• **Problem to work on**:
Every line in the data below that includes "Result" belongs in the answer, copied as it stands.

[Saved entries]

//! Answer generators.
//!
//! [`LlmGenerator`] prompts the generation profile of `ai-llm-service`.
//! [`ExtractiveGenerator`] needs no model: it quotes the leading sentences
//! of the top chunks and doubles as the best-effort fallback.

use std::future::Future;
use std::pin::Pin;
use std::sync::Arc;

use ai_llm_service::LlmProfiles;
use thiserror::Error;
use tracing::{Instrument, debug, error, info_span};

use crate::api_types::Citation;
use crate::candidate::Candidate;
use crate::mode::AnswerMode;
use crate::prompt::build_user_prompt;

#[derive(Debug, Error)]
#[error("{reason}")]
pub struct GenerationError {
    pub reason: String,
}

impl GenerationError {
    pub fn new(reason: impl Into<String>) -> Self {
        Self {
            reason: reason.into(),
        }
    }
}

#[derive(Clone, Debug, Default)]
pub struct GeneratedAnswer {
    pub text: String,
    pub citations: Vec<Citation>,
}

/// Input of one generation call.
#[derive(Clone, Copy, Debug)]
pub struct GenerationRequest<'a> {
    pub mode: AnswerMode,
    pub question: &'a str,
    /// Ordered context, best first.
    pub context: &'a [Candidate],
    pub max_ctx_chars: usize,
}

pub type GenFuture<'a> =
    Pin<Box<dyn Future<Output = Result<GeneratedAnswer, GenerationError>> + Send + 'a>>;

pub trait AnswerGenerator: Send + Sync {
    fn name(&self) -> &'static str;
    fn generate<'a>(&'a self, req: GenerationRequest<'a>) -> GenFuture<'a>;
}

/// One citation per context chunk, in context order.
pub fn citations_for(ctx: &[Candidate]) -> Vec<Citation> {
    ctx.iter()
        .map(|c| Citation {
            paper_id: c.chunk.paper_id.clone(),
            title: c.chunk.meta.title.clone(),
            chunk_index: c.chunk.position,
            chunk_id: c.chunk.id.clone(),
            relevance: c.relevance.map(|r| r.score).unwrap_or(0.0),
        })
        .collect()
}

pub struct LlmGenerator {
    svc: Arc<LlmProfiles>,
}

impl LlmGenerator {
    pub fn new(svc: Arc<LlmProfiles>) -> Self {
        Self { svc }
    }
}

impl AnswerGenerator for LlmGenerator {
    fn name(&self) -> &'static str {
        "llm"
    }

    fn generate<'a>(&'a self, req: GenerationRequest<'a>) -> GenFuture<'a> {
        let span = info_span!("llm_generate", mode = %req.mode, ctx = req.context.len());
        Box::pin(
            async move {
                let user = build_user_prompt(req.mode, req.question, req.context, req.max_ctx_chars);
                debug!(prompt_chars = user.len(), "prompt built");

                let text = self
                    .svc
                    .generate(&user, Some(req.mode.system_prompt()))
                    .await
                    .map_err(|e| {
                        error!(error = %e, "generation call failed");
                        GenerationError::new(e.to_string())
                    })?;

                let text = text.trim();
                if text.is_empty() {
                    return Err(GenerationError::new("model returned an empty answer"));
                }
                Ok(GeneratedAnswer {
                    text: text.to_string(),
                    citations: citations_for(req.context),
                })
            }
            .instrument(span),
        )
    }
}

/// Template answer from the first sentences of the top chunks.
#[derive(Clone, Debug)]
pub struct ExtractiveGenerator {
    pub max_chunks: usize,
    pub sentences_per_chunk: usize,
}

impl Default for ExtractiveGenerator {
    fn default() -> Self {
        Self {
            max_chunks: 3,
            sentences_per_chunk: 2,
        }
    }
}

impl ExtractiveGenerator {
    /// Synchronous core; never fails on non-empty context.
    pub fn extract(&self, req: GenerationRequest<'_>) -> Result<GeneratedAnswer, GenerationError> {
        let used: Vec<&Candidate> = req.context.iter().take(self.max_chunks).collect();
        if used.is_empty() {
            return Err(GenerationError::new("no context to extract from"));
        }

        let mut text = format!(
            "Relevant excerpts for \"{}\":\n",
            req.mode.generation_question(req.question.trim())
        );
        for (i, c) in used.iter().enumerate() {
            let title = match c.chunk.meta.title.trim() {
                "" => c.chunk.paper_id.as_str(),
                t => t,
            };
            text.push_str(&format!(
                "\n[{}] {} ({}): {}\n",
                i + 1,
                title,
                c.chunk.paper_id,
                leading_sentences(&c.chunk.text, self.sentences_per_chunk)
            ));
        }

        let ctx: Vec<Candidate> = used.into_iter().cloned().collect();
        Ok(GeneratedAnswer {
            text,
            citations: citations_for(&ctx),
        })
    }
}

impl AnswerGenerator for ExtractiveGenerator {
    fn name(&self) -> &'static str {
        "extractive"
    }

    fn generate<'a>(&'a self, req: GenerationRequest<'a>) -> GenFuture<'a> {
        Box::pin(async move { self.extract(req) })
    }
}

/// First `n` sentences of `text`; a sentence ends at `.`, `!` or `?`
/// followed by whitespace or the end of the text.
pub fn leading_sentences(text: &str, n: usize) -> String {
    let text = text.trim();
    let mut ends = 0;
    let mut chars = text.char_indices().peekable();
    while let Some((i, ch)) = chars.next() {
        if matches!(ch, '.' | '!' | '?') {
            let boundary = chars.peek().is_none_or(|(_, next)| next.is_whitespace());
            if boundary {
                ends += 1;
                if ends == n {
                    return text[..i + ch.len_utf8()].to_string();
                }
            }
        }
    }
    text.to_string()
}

• **Written reply**:
    Pin<Box<dyn Future<Output = Result<GeneratedAnswer, GenerationError>> + Send + 'a>>;
    pub fn extract(&self, req: GenerationRequest<'_>) -> Result<GeneratedAnswer, GenerationError> {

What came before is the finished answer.